Anselm Reyle and Franz West have put together a conglomerate of objects for Stolen Fantasy, the current exhibition at the Schinkel Pavillon. They swapped unfinished works, which had been stored in their ateliers and categorized as not serviceable junk. Once the item would arrive in the atelier of the other, this would be modified – painted over, deformed or embellished by assembling found material on it – and finally sent back. Out of this dialogue a new artistic language arised, which questions the greater concept of art.

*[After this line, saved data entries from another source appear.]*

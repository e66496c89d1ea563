//! Lifecycle through the C surface.
//!
//! The C API fronts one process-global runtime, so the whole sequence runs
//! as a single staged test: parallel test threads would race the global.

use std::ffi::CString;

use isofuzz_capi::{
    IsofuzzObject, capi_metrics_snapshot, isofuzz_init, isofuzz_log_op, isofuzz_schedule_op,
    isofuzz_shutdown, isofuzz_trx_begin, isofuzz_trx_commit, isofuzz_trx_end, isofuzz_trx_promote,
    reset_capi_metrics,
};

#[test]
fn c_surface_lifecycle() {
    reset_capi_metrics();

    // -- before init: begin yields null, everything else no-ops ---------
    assert!(isofuzz_trx_begin().is_null());
    unsafe {
        isofuzz_trx_commit(std::ptr::null_mut());
        isofuzz_trx_promote(std::ptr::null_mut(), 5);
        isofuzz_schedule_op(std::ptr::null_mut(), 3);
        isofuzz_log_op(std::ptr::null_mut(), 0, std::ptr::null(), 0);
        isofuzz_trx_end(std::ptr::null_mut());
    }
    isofuzz_shutdown(); // not initialized: no-op

    // -- configure via the environment, as the host adapter would -------
    let dir = tempfile::tempdir().unwrap();
    let trace_path = dir.path().join("trace.tsv");
    // SAFETY: single-test binary; nothing else reads these variables.
    unsafe {
        std::env::set_var("OUT_FILE", &trace_path);
        std::env::set_var("ISOFUZZ_EPOCH_MS", "2");
        std::env::set_var("RANDOM_SEED", "42");
    }

    isofuzz_init();
    isofuzz_init(); // second call is a no-op

    // -- one full transaction -------------------------------------------
    let trx = isofuzz_trx_begin();
    assert!(!trx.is_null());

    let table = CString::new("accounts").unwrap();
    let column = CString::new("balance").unwrap();
    let object = IsofuzzObject {
        table: table.as_ptr(),
        column: column.as_ptr(),
        row_id: 42,
    };
    unsafe {
        isofuzz_schedule_op(trx, 3); // OP_READ
        isofuzz_log_op(trx, 0, &object, 7); // READ
        isofuzz_trx_promote(trx, 9999);

        // Whole-row write with no column attribution.
        let row_object = IsofuzzObject {
            table: table.as_ptr(),
            column: std::ptr::null(),
            row_id: 43,
        };
        isofuzz_schedule_op(trx, 4); // OP_WRITE
        isofuzz_log_op(trx, 1, &row_object, 0); // UPDATE

        // Unknown discriminants degrade, never crash.
        isofuzz_log_op(trx, 99, std::ptr::null(), 0);
        isofuzz_schedule_op(trx, 99);

        isofuzz_trx_commit(trx);
        isofuzz_trx_end(trx);
    }

    isofuzz_shutdown();
    isofuzz_shutdown(); // idempotent
    unsafe {
        std::env::remove_var("OUT_FILE");
        std::env::remove_var("ISOFUZZ_EPOCH_MS");
        std::env::remove_var("RANDOM_SEED");
    }

    // -- trace content ---------------------------------------------------
    let content = std::fs::read_to_string(&trace_path).unwrap();
    let lines: Vec<Vec<&str>> = content.lines().map(|l| l.split('\t').collect()).collect();
    assert_eq!(lines.len(), 6, "BEGIN READ PROMOTE UPDATE UNKNOWN COMMIT");

    assert_eq!(&lines[0][1..], &["1", "BEGIN", "N/A", "N/A", "N/A", "0"]);
    assert_eq!(&lines[1][1..], &["1", "READ", "accounts", "balance", "42", "7"]);
    assert_eq!(&lines[2][1..], &["9999", "PROMOTE", "N/A", "N/A", "N/A", "1"]);
    assert_eq!(&lines[3][1..], &["9999", "UPDATE", "accounts", "N/A", "43", "0"]);
    assert_eq!(&lines[4][1..], &["9999", "UNKNOWN", "N/A", "N/A", "N/A", "0"]);
    assert_eq!(&lines[5][1..], &["9999", "COMMIT", "N/A", "N/A", "N/A", "0"]);

    // -- counters ---------------------------------------------------------
    let snap = capi_metrics_snapshot();
    assert_eq!(snap.init, 2);
    assert_eq!(snap.shutdown, 3);
    assert_eq!(snap.trx_begin, 2);
    assert_eq!(snap.schedule_op, 4);
    assert_eq!(snap.log_op, 4);
    assert_eq!(snap.trx_end, 2);
    assert!(snap.total() >= 17);
}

Anselm Reyle was born in Tübingen, Germany in 1970. He currently lives and works in Berlin. Reyle’s stripe paintings are instantly recognizable as responses to the formalist vocabulary of Clement Greenberg that defined the art of the 1950s and 1960s. Reyle references iconic abstractionists ranging from Kenneth Noland to Otto Freundlich. Reyle’s „objets-trouvés,“ a reference to his multi-media installations that include sculpture and found neon lights, are in constant dialogue about the role of modernism today.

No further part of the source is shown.